> [REQUIRED WORK]: In the entries that follow, find each line with the word "closed" and copy it.

> [MATERIAL FOR THIS EXERCISE]:
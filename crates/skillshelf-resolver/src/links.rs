//! Lazy markdown link extraction

use skillshelf_types::ReferenceLink;
use tracing::warn;

/// Extract reference links from a document body.
///
/// The returned iterator is lazy and finite: links are parsed as they are
/// consumed, in order of first appearance, with duplicates preserved.
pub fn extract_links(body: &str) -> Links<'_> {
    Links { body, pos: 0 }
}

/// Iterator over the reference links in one document body
pub struct Links<'a> {
    body: &'a str,
    pos: usize,
}

impl<'a> Links<'a> {
    /// Scan forward from `self.pos` to the next well-formed link.
    ///
    /// Byte offsets are safe to slice on: every delimiter we search for is
    /// ASCII, so `find` results land on char boundaries.
    fn scan(&mut self) -> Option<ReferenceLink> {
        while self.pos < self.body.len() {
            let open = self.body[self.pos..].find('[')? + self.pos;

            let close = match self.body[open + 1..].find(']') {
                Some(off) => open + 1 + off,
                // No closing bracket anywhere after this point, so no
                // further link can complete either.
                None => return None,
            };

            // `[text]` without `(` is a shortcut reference, not our syntax.
            if self.body.as_bytes().get(close + 1) != Some(&b'(') {
                self.pos = open + 1;
                continue;
            }

            let target_start = close + 2;
            let end = match self.body[target_start..].find(')') {
                Some(off) => target_start + off,
                None => {
                    warn!("Unterminated reference link at byte offset {}", open);
                    return None;
                }
            };

            let raw = self.body[target_start..end].trim();

            if raw.is_empty() {
                warn!("Empty reference link target at byte offset {}", open);
                self.pos = end + 1;
                continue;
            }

            // A '[' or newline inside the target means the link never
            // closed and we swallowed the following text; resume scanning
            // inside it so a later well-formed link is still found.
            if raw.contains('[') || raw.contains('\n') {
                warn!("Unterminated reference link at byte offset {}", open);
                self.pos = target_start;
                continue;
            }

            self.pos = end + 1;

            // Intra-document anchors and absolute URLs do not point at
            // other documents.
            if raw.starts_with('#') || raw.contains("://") {
                continue;
            }

            return Some(ReferenceLink::parse(raw));
        }
        None
    }
}

impl<'a> Iterator for Links<'a> {
    type Item = ReferenceLink;

    fn next(&mut self) -> Option<Self::Item> {
        self.scan()
    }
}

#[cfg(test)]
mod tests {
    use super::*;

    fn targets(body: &str) -> Vec<String> {
        extract_links(body).map(|l| l.target).collect()
    }

    #[test]
    fn test_links_in_source_order_with_duplicates() {
        let body = "See [X](x.md), then [Y](y.md), then [X](x.md) again.";
        assert_eq!(targets(body), vec!["x.md", "y.md", "x.md"]);
    }

    #[test]
    fn test_fragment_is_split_off() {
        let links: Vec<ReferenceLink> = extract_links("Read [setup](guide.md#install).").collect();
        assert_eq!(links.len(), 1);
        assert_eq!(links[0].target, "guide.md");
        assert_eq!(links[0].fragment.as_deref(), Some("install"));
    }

    #[test]
    fn test_empty_target_skipped() {
        let body = "A [broken]() link, then [good](ok.md).";
        assert_eq!(targets(body), vec!["ok.md"]);
    }

    #[test]
    fn test_unterminated_link_does_not_block_later_links() {
        let body = "An [open](never-closed then [good](ok.md) after.";
        assert_eq!(targets(body), vec!["ok.md"]);
    }

    #[test]
    fn test_shortcut_reference_ignored() {
        let body = "A [bare] bracket and a [real](doc.md) link.";
        assert_eq!(targets(body), vec!["doc.md"]);
    }

    #[test]
    fn test_anchors_and_urls_ignored() {
        let body = "Jump [here](#section) or visit [site](https://example.com) or [doc](doc.md).";
        assert_eq!(targets(body), vec!["doc.md"]);
    }

    #[test]
    fn test_no_links() {
        assert!(targets("Plain prose with no links at all.").is_empty());
    }

    #[test]
    fn test_lazy_consumption() {
        let body = "[a](a.md) [b](b.md) [c](c.md)";
        let mut links = extract_links(body);
        assert_eq!(links.next().map(|l| l.target), Some("a.md".to_string()));
        // Remaining links are still pending; nothing was parsed ahead.
        let rest: Vec<String> = links.map(|l| l.target).collect();
        assert_eq!(rest, vec!["b.md", "c.md"]);
    }
}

> [FINAL ANSWER]:
            // closed and we swallowed the following text; resume scanning
        let body = "An [open](never-closed then [good](ok.md) after.";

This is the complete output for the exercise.